◆ **Goal of the exercise**
Give the whole listing again, exactly as written.

◆ **Data for this task**
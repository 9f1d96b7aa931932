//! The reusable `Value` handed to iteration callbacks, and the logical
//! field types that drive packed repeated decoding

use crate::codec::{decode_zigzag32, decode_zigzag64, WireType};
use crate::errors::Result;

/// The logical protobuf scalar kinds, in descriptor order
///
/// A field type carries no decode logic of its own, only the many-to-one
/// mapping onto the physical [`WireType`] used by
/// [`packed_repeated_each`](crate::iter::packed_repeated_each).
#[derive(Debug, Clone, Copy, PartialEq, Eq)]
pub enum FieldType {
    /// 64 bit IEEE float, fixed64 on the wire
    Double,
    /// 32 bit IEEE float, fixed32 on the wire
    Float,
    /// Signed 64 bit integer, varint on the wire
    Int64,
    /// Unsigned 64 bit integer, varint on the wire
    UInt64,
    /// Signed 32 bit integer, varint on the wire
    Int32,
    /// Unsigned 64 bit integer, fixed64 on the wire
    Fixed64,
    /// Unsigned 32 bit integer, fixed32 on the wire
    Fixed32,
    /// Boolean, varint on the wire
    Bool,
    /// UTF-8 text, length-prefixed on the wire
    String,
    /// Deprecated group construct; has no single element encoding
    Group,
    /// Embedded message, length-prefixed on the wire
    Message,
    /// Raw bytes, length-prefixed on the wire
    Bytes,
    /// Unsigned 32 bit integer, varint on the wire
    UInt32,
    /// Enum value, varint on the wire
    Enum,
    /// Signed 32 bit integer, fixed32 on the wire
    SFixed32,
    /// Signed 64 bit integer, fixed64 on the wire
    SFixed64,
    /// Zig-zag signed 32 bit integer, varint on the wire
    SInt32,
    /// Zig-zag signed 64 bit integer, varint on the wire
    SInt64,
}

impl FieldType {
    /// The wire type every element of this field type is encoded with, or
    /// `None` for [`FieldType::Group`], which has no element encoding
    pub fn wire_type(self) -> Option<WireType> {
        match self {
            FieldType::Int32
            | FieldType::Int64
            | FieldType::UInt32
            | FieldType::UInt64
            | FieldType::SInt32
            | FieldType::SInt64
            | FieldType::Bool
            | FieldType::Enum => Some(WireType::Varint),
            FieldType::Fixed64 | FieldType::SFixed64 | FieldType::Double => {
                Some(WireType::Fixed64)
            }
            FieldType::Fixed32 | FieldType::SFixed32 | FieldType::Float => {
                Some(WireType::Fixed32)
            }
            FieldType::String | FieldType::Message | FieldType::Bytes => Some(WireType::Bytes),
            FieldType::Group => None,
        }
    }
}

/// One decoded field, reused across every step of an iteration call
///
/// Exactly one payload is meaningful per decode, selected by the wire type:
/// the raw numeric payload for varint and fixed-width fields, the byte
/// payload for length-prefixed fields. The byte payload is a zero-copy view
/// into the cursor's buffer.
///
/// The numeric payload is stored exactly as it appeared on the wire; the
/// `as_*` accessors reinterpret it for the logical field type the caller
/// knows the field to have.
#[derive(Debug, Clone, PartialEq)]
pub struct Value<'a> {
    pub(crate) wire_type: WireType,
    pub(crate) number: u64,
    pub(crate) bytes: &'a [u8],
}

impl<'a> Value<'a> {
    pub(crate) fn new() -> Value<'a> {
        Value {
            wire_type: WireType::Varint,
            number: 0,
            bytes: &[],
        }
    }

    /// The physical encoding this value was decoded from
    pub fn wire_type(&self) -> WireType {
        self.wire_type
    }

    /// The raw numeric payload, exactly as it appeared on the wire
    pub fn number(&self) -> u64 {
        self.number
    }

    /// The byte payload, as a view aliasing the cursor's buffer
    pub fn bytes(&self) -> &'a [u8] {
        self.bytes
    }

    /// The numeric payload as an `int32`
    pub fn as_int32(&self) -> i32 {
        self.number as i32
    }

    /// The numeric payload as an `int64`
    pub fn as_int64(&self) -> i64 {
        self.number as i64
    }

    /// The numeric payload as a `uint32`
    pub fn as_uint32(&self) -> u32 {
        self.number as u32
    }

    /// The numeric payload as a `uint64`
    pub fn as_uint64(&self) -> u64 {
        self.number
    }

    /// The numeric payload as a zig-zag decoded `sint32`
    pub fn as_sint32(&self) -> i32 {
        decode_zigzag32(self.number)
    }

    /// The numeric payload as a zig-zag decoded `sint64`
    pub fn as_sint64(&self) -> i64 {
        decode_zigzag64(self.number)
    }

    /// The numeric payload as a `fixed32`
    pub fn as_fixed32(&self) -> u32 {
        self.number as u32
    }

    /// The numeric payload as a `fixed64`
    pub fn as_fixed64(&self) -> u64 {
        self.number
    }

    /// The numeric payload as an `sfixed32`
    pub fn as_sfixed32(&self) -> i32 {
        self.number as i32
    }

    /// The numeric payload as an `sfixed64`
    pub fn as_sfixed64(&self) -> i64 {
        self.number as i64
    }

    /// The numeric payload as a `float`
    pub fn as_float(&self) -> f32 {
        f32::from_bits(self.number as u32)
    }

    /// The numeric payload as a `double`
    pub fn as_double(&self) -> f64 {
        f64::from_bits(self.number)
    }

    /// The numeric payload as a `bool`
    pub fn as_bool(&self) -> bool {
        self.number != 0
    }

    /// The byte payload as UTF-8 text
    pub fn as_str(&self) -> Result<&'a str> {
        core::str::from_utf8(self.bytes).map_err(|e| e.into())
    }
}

◆ **Exercise solution**
repository 9f1d96b7aa931932
//! The reusable `Value` handed to iteration callbacks, and the logical
//! field types that drive packed repeated decoding

use crate::codec::{decode_zigzag32, decode_zigzag64, WireType};
use crate::errors::Result;

/// The logical protobuf scalar kinds, in descriptor order
///
/// A field type carries no decode logic of its own, only the many-to-one
/// mapping onto the physical [`WireType`] used by
/// [`packed_repeated_each`](crate::iter::packed_repeated_each).
#[derive(Debug, Clone, Copy, PartialEq, Eq)]
pub enum FieldType {
    /// 64 bit IEEE float, fixed64 on the wire
    Double,
    /// 32 bit IEEE float, fixed32 on the wire
    Float,
    /// Signed 64 bit integer, varint on the wire
    Int64,
    /// Unsigned 64 bit integer, varint on the wire
    UInt64,
    /// Signed 32 bit integer, varint on the wire
    Int32,
    /// Unsigned 64 bit integer, fixed64 on the wire
    Fixed64,
    /// Unsigned 32 bit integer, fixed32 on the wire
    Fixed32,
    /// Boolean, varint on the wire
    Bool,
    /// UTF-8 text, length-prefixed on the wire
    String,
    /// Deprecated group construct; has no single element encoding
    Group,
    /// Embedded message, length-prefixed on the wire
    Message,
    /// Raw bytes, length-prefixed on the wire
    Bytes,
    /// Unsigned 32 bit integer, varint on the wire
    UInt32,
    /// Enum value, varint on the wire
    Enum,
    /// Signed 32 bit integer, fixed32 on the wire
    SFixed32,
    /// Signed 64 bit integer, fixed64 on the wire
    SFixed64,
    /// Zig-zag signed 32 bit integer, varint on the wire
    SInt32,
    /// Zig-zag signed 64 bit integer, varint on the wire
    SInt64,
}

impl FieldType {
    /// The wire type every element of this field type is encoded with, or
    /// `None` for [`FieldType::Group`], which has no element encoding
    pub fn wire_type(self) -> Option<WireType> {
        match self {
            FieldType::Int32
            | FieldType::Int64
            | FieldType::UInt32
            | FieldType::UInt64
            | FieldType::SInt32
            | FieldType::SInt64
            | FieldType::Bool
            | FieldType::Enum => Some(WireType::Varint),
            FieldType::Fixed64 | FieldType::SFixed64 | FieldType::Double => {
                Some(WireType::Fixed64)
            }
            FieldType::Fixed32 | FieldType::SFixed32 | FieldType::Float => {
                Some(WireType::Fixed32)
            }
            FieldType::String | FieldType::Message | FieldType::Bytes => Some(WireType::Bytes),
            FieldType::Group => None,
        }
    }
}

/// One decoded field, reused across every step of an iteration call
///
/// Exactly one payload is meaningful per decode, selected by the wire type:
/// the raw numeric payload for varint and fixed-width fields, the byte
/// payload for length-prefixed fields. The byte payload is a zero-copy view
/// into the cursor's buffer.
///
/// The numeric payload is stored exactly as it appeared on the wire; the
/// `as_*` accessors reinterpret it for the logical field type the caller
/// knows the field to have.
#[derive(Debug, Clone, PartialEq)]
pub struct Value<'a> {
    pub(crate) wire_type: WireType,
    pub(crate) number: u64,
    pub(crate) bytes: &'a [u8],
}

impl<'a> Value<'a> {
    pub(crate) fn new() -> Value<'a> {
        Value {
            wire_type: WireType::Varint,
            number: 0,
            bytes: &[],
        }
    }

    /// The physical encoding this value was decoded from
    pub fn wire_type(&self) -> WireType {
        self.wire_type
    }

    /// The raw numeric payload, exactly as it appeared on the wire
    pub fn number(&self) -> u64 {
        self.number
    }

    /// The byte payload, as a view aliasing the cursor's buffer
    pub fn bytes(&self) -> &'a [u8] {
        self.bytes
    }

    /// The numeric payload as an `int32`
    pub fn as_int32(&self) -> i32 {
        self.number as i32
    }

    /// The numeric payload as an `int64`
    pub fn as_int64(&self) -> i64 {
        self.number as i64
    }

    /// The numeric payload as a `uint32`
    pub fn as_uint32(&self) -> u32 {
        self.number as u32
    }

    /// The numeric payload as a `uint64`
    pub fn as_uint64(&self) -> u64 {
        self.number
    }

    /// The numeric payload as a zig-zag decoded `sint32`
    pub fn as_sint32(&self) -> i32 {
        decode_zigzag32(self.number)
    }

    /// The numeric payload as a zig-zag decoded `sint64`
    pub fn as_sint64(&self) -> i64 {
        decode_zigzag64(self.number)
    }

    /// The numeric payload as a `fixed32`
    pub fn as_fixed32(&self) -> u32 {
        self.number as u32
    }

    /// The numeric payload as a `fixed64`
    pub fn as_fixed64(&self) -> u64 {
        self.number
    }

    /// The numeric payload as an `sfixed32`
    pub fn as_sfixed32(&self) -> i32 {
        self.number as i32
    }

    /// The numeric payload as an `sfixed64`
    pub fn as_sfixed64(&self) -> i64 {
        self.number as i64
    }

    /// The numeric payload as a `float`
    pub fn as_float(&self) -> f32 {
        f32::from_bits(self.number as u32)
    }

    /// The numeric payload as a `double`
    pub fn as_double(&self) -> f64 {
        f64::from_bits(self.number)
    }

    /// The numeric payload as a `bool`
    pub fn as_bool(&self) -> bool {
        self.number != 0
    }

    /// The byte payload as UTF-8 text
    pub fn as_str(&self) -> Result<&'a str> {
        core::str::from_utf8(self.bytes).map_err(|e| e.into())
    }
}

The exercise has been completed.